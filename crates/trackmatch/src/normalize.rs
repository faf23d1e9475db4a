//! Track name normalization.

/// Spelling variants folded onto one canonical token.
const ABBREVIATIONS: &[(&str, &str)] = &[
    ("kik", "kick"),
    ("kck", "kick"),
    ("bd", "kick"),
    ("gtr", "guitar"),
    ("gtrs", "guitar"),
    ("guit", "guitar"),
    ("guitars", "guitar"),
    ("amb", "ambience"),
    ("ambiance", "ambience"),
    ("ambient", "ambience"),
    ("ambi", "ambience"),
    ("vox", "vocal"),
    ("voc", "vocal"),
    ("vocals", "vocal"),
];

fn canonical(token: &str) -> &str {
    ABBREVIATIONS
        .iter()
        .find(|(variant, _)| *variant == token)
        .map(|(_, canon)| *canon)
        .unwrap_or(token)
}

/// Normalize a track name for comparison.
///
/// Lowercases, turns `_ - . /` into spaces, collapses whitespace, drops a
/// leading numeric token (`"02 kick"` → `"kick"`) and canonicalizes common
/// abbreviations. A name that is only a number keeps it.
pub fn normalize(name: &str) -> String {
    let lowered: String = name
        .to_lowercase()
        .chars()
        .map(|c| match c {
            '_' | '-' | '.' | '/' => ' ',
            other => other,
        })
        .collect();

    let mut tokens: Vec<&str> = lowered.split_whitespace().collect();
    if tokens.len() > 1 && tokens[0].chars().all(|c| c.is_ascii_digit()) {
        tokens.remove(0);
    }

    tokens
        .into_iter()
        .map(canonical)
        .collect::<Vec<_>>()
        .join(" ")
}

/// Strip a trailing file-extension-like suffix (`kick.wav` → `kick`).
///
/// The suffix must be 1 to 5 alphanumeric characters with at least one
/// letter, so `Take 1.2` is left alone.
pub fn strip_extension(name: &str) -> &str {
    match name.rsplit_once('.') {
        Some((stem, ext))
            if !stem.is_empty()
                && (1..=5).contains(&ext.len())
                && ext.chars().all(|c| c.is_ascii_alphanumeric())
                && ext.chars().any(|c| c.is_ascii_alphabetic()) =>
        {
            stem
        }
        _ => name,
    }
}

/// Split a normalized name into a base and a trailing number:
/// `"tom 2"` → `("tom", 2)`, `"tom2"` → `("tom", 2)`.
pub fn numeric_suffix(normalized: &str) -> Option<(&str, u32)> {
    let digits_at = normalized
        .char_indices()
        .rev()
        .take_while(|(_, c)| c.is_ascii_digit())
        .last()
        .map(|(i, _)| i)?;
    let base = normalized[..digits_at].trim_end();
    if base.is_empty() {
        return None;
    }
    let n = normalized[digits_at..].parse().ok()?;
    Some((base, n))
}

#[cfg(test)]
mod tests {
    use super::*;

    #[test]
    fn test_separators_and_case() {
        assert_eq!(normalize("Snare_Top"), "snare top");
        assert_eq!(normalize("  OH-L.wav "), "oh l wav");
        assert_eq!(normalize("Bus/Drums"), "bus drums");
    }

    #[test]
    fn test_numeric_prefix_stripped() {
        assert_eq!(normalize("02 Kick"), "kick");
        assert_eq!(normalize("02_Kick_In"), "kick in");
        assert_eq!(normalize("01"), "01");
        assert_eq!(normalize("Tom 2"), "tom 2");
    }

    #[test]
    fn test_abbreviations() {
        assert_eq!(normalize("BD"), "kick");
        assert_eq!(normalize("Kik In"), "kick in");
        assert_eq!(normalize("Gtrs L"), "guitar l");
        assert_eq!(normalize("Room Amb"), "room ambience");
        assert_eq!(normalize("Lead Vox"), "lead vocal");
        // Only whole tokens are replaced
        assert_eq!(normalize("Voice"), "voice");
    }

    #[test]
    fn test_strip_extension() {
        assert_eq!(strip_extension("kick.wav"), "kick");
        assert_eq!(strip_extension("Overheads.flac"), "Overheads");
        assert_eq!(strip_extension("Take 1.2"), "Take 1.2");
        assert_eq!(strip_extension("noext"), "noext");
        assert_eq!(strip_extension(".hidden"), ".hidden");
    }

    #[test]
    fn test_numeric_suffix() {
        assert_eq!(numeric_suffix("tom 2"), Some(("tom", 2)));
        assert_eq!(numeric_suffix("tom12"), Some(("tom", 12)));
        assert_eq!(numeric_suffix("tom"), None);
        assert_eq!(numeric_suffix("42"), None);
    }
}
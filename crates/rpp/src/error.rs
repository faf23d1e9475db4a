use std::path::PathBuf;

use thiserror::Error;

/// Loading a project file from disk.
#[derive(Debug, Error)]
pub enum LoadError {
    #[error("failed to read project file {path}: {source}")]
    FileUnreadable {
        path: PathBuf,
        source: std::io::Error,
    },
}

/// Applying a chunk to a project document.
#[derive(Debug, Error, Clone, PartialEq, Eq)]
pub enum ApplyError {
    #[error("chunk <{0}> is not a TRACK block")]
    NotATrack(String),

    #[error("no track at index {0}")]
    NoSuchTrack(usize),
}

/// Writing a project document to disk.
#[derive(Debug, Error)]
pub enum SaveError {
    #[error("failed to write project file {path}: {source}")]
    FileUnwritable {
        path: PathBuf,
        source: std::io::Error,
    },
}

## TASK DESCRIPTION
How many of the lines in the records above include the word "guitar"? State that number alone.

## OUTPUT BELOW
5